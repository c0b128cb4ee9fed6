//! Request/response engine for the master side of the bus.
//!
//! Devices on the bus never speak first: the master transmits a command
//! and the addressed device answers with a confirmation, which the master
//! then acknowledges. [`Courier`] runs that exchange, including the part
//! the happy path never shows: a response window per transmission, a
//! bounded number of retransmissions when a window expires, and the
//! discard of whatever else drifts in off a multi-drop line while
//! waiting.
//!
//! # Design Principles
//!
//! - **Bounded retry**: every request gives up after a configured number
//!   of attempts and surfaces [`LinkError::TimeoutExceeded`]. The caller
//!   decides what a dead device means; the courier never loops forever.
//! - **Window restart**: each retransmission restarts a full response
//!   window, since the retransmitted frame is a new chance for the device
//!   to answer.
//! - **Correlation by address**: a response counts only if it carries the
//!   requested device's address. Frames from other devices, left over
//!   from earlier exchanges, are discarded with a log line.
//! - **Acks terminate, never dispatch**: a stray `ACK` is consumed
//!   silently and is never returned as a response.

use crate::error::{LinkError, Result};
use crate::port::BusPort;
use hasp_core::constants::{DEFAULT_MAX_RETRIES, POLL_INTERVAL_MS, RESPONSE_WINDOW_MS};
use hasp_hardware::traits::BusLine;
use hasp_protocol::Command;
use std::time::Duration;
use tokio::time::Instant;
use tracing::{debug, trace, warn};

/// Configuration for the request/response engine.
///
/// # Example
///
/// ```
/// use hasp_link::CourierConfig;
/// use std::time::Duration;
///
/// let config = CourierConfig {
///     response_window: Duration::from_millis(400),
///     max_retries: 3,
///     poll_interval: Duration::from_millis(10),
/// };
/// assert_eq!(config.max_attempts(), 4);
/// ```
#[derive(Debug, Clone)]
pub struct CourierConfig {
    /// How long to wait for a response after each transmission.
    pub response_window: Duration,

    /// How many times to retransmit after the first attempt goes
    /// unanswered. Zero means a single attempt.
    pub max_retries: u32,

    /// Pause between receive polls while a window is open.
    pub poll_interval: Duration,
}

impl CourierConfig {
    /// Total transmissions a request may use, first attempt included.
    #[must_use]
    pub fn max_attempts(&self) -> u32 {
        self.max_retries.saturating_add(1)
    }
}

impl Default for CourierConfig {
    fn default() -> Self {
        Self {
            response_window: Duration::from_millis(RESPONSE_WINDOW_MS),
            max_retries: DEFAULT_MAX_RETRIES,
            poll_interval: Duration::from_millis(POLL_INTERVAL_MS),
        }
    }
}

/// Master-side request/response engine over one [`BusPort`].
#[derive(Debug)]
pub struct Courier<L> {
    port: BusPort<L>,
    config: CourierConfig,
}

impl<L: BusLine> Courier<L> {
    /// Create a courier with the default timing configuration.
    pub fn new(port: BusPort<L>) -> Self {
        Self::with_config(port, CourierConfig::default())
    }

    /// Create a courier with explicit timing configuration.
    pub fn with_config(port: BusPort<L>, config: CourierConfig) -> Self {
        Self { port, config }
    }

    /// The timing configuration in effect.
    #[must_use]
    pub fn config(&self) -> &CourierConfig {
        &self.config
    }

    /// Transmit a request and wait for the addressed device's response.
    ///
    /// Each transmission opens a fresh response window. While a window is
    /// open, frames from other addresses and stray acknowledgments are
    /// discarded. When a window expires the request is retransmitted,
    /// up to the configured ceiling.
    ///
    /// On success the caller should close the exchange with
    /// [`acknowledge`](Courier::acknowledge).
    ///
    /// # Errors
    ///
    /// Returns [`LinkError::TimeoutExceeded`] when every attempt goes
    /// unanswered, or a hardware error if the line fails fatally.
    pub async fn request_and_wait(&mut self, request: &Command) -> Result<Command> {
        let max_attempts = self.config.max_attempts();

        for attempt in 1..=max_attempts {
            debug!(command = %request, attempt, max_attempts, "transmitting request");
            self.port.send_command(request).await?;

            if let Some(response) = self.await_response(request).await? {
                debug!(response = %response, attempt, "request answered");
                return Ok(response);
            }

            debug!(
                command = %request,
                attempt,
                window_ms = self.config.response_window.as_millis() as u64,
                "response window expired"
            );
        }

        warn!(
            command = %request,
            attempts = max_attempts,
            "request abandoned, device did not answer"
        );
        Err(LinkError::TimeoutExceeded {
            attempts: max_attempts,
        })
    }

    /// Close an exchange by acknowledging the device's response.
    ///
    /// The acknowledgment carries the response's address and actor, so
    /// the device can match it to the exchange it just served.
    ///
    /// # Errors
    ///
    /// Returns an error if the line write fails.
    pub async fn acknowledge(&mut self, response: &Command) -> Result<()> {
        let ack = Command::ack(response.assign_to.clone(), response.actor.clone());
        trace!(ack = %ack, "closing exchange");
        self.port.send_command(&ack).await
    }

    /// Poll the bus for one unsolicited command without blocking.
    ///
    /// Devices emit audit frames on their own initiative (a manual
    /// re-lock, for example); between requests the master drains them
    /// through here.
    ///
    /// # Errors
    ///
    /// Propagates transport errors the same way the port does.
    pub async fn try_receive(&mut self) -> Result<Option<Command>> {
        self.port.try_receive().await
    }

    /// Wait out one response window, returning the first matching frame.
    ///
    /// `Ok(None)` means the window expired without a match.
    async fn await_response(&mut self, request: &Command) -> Result<Option<Command>> {
        let deadline = Instant::now() + self.config.response_window;

        loop {
            match self.port.try_receive().await {
                Ok(Some(frame)) if Self::is_response_to(request, &frame) => {
                    return Ok(Some(frame));
                }
                Ok(Some(frame)) => {
                    debug!(frame = %frame, "discarding frame while waiting for response");
                }
                Ok(None) => {}
                Err(LinkError::Frame(e)) => {
                    debug!(error = %e, "discarding unhandleable frame while waiting");
                }
                Err(e) => return Err(e),
            }

            if Instant::now() >= deadline {
                return Ok(None);
            }
            tokio::time::sleep(self.config.poll_interval).await;
        }
    }

    /// A frame answers a request when it carries the requested address
    /// and is not itself an acknowledgment.
    fn is_response_to(request: &Command, frame: &Command) -> bool {
        frame.is_for(&request.assign_to) && !frame.is_ack()
    }
}

#[cfg(test)]
mod tests {
    use super::*;
    use crate::port::BusPortConfig;
    use hasp_core::types::{Action, LockerAddress};
    use hasp_hardware::mock::MockBusLine;
    use tokio::task::JoinHandle;

    fn address(s: &str) -> LockerAddress {
        LockerAddress::new(s).unwrap()
    }

    fn courier_over(line: MockBusLine, max_retries: u32) -> Courier<MockBusLine> {
        let port = BusPort::with_config(
            line,
            BusPortConfig {
                settle: Duration::from_millis(5),
                reopen_backoff: Duration::from_millis(5),
            },
        );
        Courier::with_config(
            port,
            CourierConfig {
                response_window: Duration::from_millis(100),
                max_retries,
                poll_interval: Duration::from_millis(5),
            },
        )
    }

    /// A scripted device end: answers the nth control command it sees for
    /// `own`, then waits for the closing ack. Returns how many control
    /// commands it saw.
    fn spawn_responder(
        line: MockBusLine,
        own: LockerAddress,
        answer_on: usize,
    ) -> JoinHandle<usize> {
        tokio::spawn(async move {
            let mut port = BusPort::with_config(
                line,
                BusPortConfig {
                    settle: Duration::from_millis(5),
                    reopen_backoff: Duration::from_millis(5),
                },
            );
            let mut seen = 0;

            loop {
                match port.try_receive().await {
                    Ok(Some(command)) if command.is_for(&own) && !command.is_ack() => {
                        seen += 1;
                        if seen >= answer_on {
                            let confirmation =
                                Command::new(own.clone(), command.action, command.actor.clone());
                            port.send_command(&confirmation).await.unwrap();
                            break;
                        }
                    }
                    _ => {}
                }
                tokio::time::sleep(Duration::from_millis(5)).await;
            }

            // Consume the closing ack so it never lingers on the wire.
            loop {
                match port.try_receive().await {
                    Ok(Some(command)) if command.is_for(&own) && command.is_ack() => break,
                    _ => {}
                }
                tokio::time::sleep(Duration::from_millis(5)).await;
            }

            seen
        })
    }

    #[tokio::test(start_paused = true)]
    async fn test_request_answered_first_attempt() {
        let (master_line, device_line) = MockBusLine::pair();
        let mut courier = courier_over(master_line, 3);
        let responder = spawn_responder(device_line, address("A1"), 1);

        let request = Command::unlock(address("A1"), "alice");
        let response = courier.request_and_wait(&request).await.unwrap();

        assert_eq!(response.assign_to, address("A1"));
        assert_eq!(response.action, Action::Unlock);
        assert_eq!(response.actor, "alice");

        courier.acknowledge(&response).await.unwrap();
        assert_eq!(responder.await.unwrap(), 1);
    }

    #[tokio::test(start_paused = true)]
    async fn test_retransmit_restarts_window_until_answered() {
        let (master_line, device_line) = MockBusLine::pair();
        let mut courier = courier_over(master_line, 3);
        // Device stays silent until the third transmission.
        let responder = spawn_responder(device_line, address("A1"), 3);

        let request = Command::unlock(address("A1"), "alice");
        let response = courier.request_and_wait(&request).await.unwrap();
        assert_eq!(response.action, Action::Unlock);

        courier.acknowledge(&response).await.unwrap();
        assert_eq!(responder.await.unwrap(), 3);
    }

    #[tokio::test(start_paused = true)]
    async fn test_timeout_after_retry_ceiling() {
        let (master_line, _device_line) = MockBusLine::pair();
        let mut courier = courier_over(master_line, 2);

        let request = Command::unlock(address("A1"), "alice");
        let error = courier.request_and_wait(&request).await.unwrap_err();

        match error {
            LinkError::TimeoutExceeded { attempts } => assert_eq!(attempts, 3),
            other => panic!("expected TimeoutExceeded, got {other:?}"),
        }
    }

    #[tokio::test(start_paused = true)]
    async fn test_zero_retries_means_single_attempt() {
        let (master_line, _device_line) = MockBusLine::pair();
        let mut courier = courier_over(master_line, 0);

        let request = Command::unlock(address("A1"), "alice");
        let error = courier.request_and_wait(&request).await.unwrap_err();
        assert!(matches!(error, LinkError::TimeoutExceeded { attempts: 1 }));
    }

    #[tokio::test(start_paused = true)]
    async fn test_foreign_address_discarded_while_waiting() {
        let (master_line, device_line) = MockBusLine::pair();
        let mut courier = courier_over(master_line, 1);

        let noise_task = tokio::spawn(async move {
            let mut port = BusPort::with_config(
                device_line,
                BusPortConfig {
                    settle: Duration::from_millis(5),
                    reopen_backoff: Duration::from_millis(5),
                },
            );
            // A leftover confirmation from another device, then the real
            // response.
            port.send_command(&Command::new(address("B9"), Action::Unlock, "mallory"))
                .await
                .unwrap();
            port.send_command(&Command::new(address("A1"), Action::Unlock, "alice"))
                .await
                .unwrap();
        });

        let request = Command::unlock(address("A1"), "alice");
        let response = courier.request_and_wait(&request).await.unwrap();
        assert_eq!(response.assign_to, address("A1"));

        noise_task.await.unwrap();
    }

    #[tokio::test(start_paused = true)]
    async fn test_stray_ack_consumed_not_returned() {
        let (master_line, device_line) = MockBusLine::pair();
        let mut courier = courier_over(master_line, 1);

        let noise_task = tokio::spawn(async move {
            let mut port = BusPort::with_config(
                device_line,
                BusPortConfig {
                    settle: Duration::from_millis(5),
                    reopen_backoff: Duration::from_millis(5),
                },
            );
            // A duplicate ack for the right address must not count as the
            // response.
            port.send_command(&Command::ack(address("A1"), "alice"))
                .await
                .unwrap();
            port.send_command(&Command::new(address("A1"), Action::Unlock, "alice"))
                .await
                .unwrap();
        });

        let request = Command::unlock(address("A1"), "alice");
        let response = courier.request_and_wait(&request).await.unwrap();
        assert!(!response.is_ack());
        assert_eq!(response.action, Action::Unlock);

        noise_task.await.unwrap();
    }
}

Instructions for the task
How many lines in the records above contain the string "configured"? State the number and nothing more.

Task solution
2